Biosimilarity assessment of biosimilar therapeutic monoclonal antibodies

Abstract

The concept of biosimilar was established in the early 2000s in EU. Currently, the regulatory framework for biosimilar has also been established in the US, Japan, and other countries. As of 2018, biosimilars for infliximab, adalimumab, rituximab, trastuzumab, and bevacizumab have been approved. During the development of a biosimilar, product quality should be evaluated and compared with those of the reference product extensively. Among the quality attributes of therapeutic antibodies, FcRn binding and related structures are well known to affect the pharmacokinetic profile of the product. Other quality attributes such as antigen binding, glycan structure, and isoelectric point are considered to have a potential impact on the pharmacokinetic profile of the product.
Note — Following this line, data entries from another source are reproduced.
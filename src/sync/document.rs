use serde::Serialize;

use crate::Result;

pub const DOCUMENT_PREAMBLE: &str = "---\n";

/// Agent check file body: `init_config` is always an empty list.
#[derive(Serialize)]
struct ConfigDocument<'a, T> {
    init_config: &'a [String],
    instances: &'a [T],
}

/// Renders already sorted instances into the bytes written to disk.
pub fn render<T: Serialize>(instances: &[T]) -> Result<Vec<u8>> {
    let body = serde_yaml::to_string(&ConfigDocument {
        init_config: &[],
        instances,
    })?;

    let mut out = String::with_capacity(DOCUMENT_PREAMBLE.len() + body.len());
    out.push_str(DOCUMENT_PREAMBLE);
    out.push_str(&body);
    Ok(out.into_bytes())
}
Based on the high similarity of the quality attributes of the biosimilar to those of its reference product, comparative non-clinical and clinical studies are conducted. Comparable pharmacokinetic profile of the biosimilar and the reference product is important for biosimilar evaluation. In this review, the basic concept of biosimilar development as well as pharmacokinetic data obtained via non-clinical and clinical studies of biosimilar therapeutic antibody is introduced, and future perspective is discussed.

Keywords: Biosimilar; Biosimilarity; Comparability; Comparative study; Pharmacokinetics; Therapeutic antibody.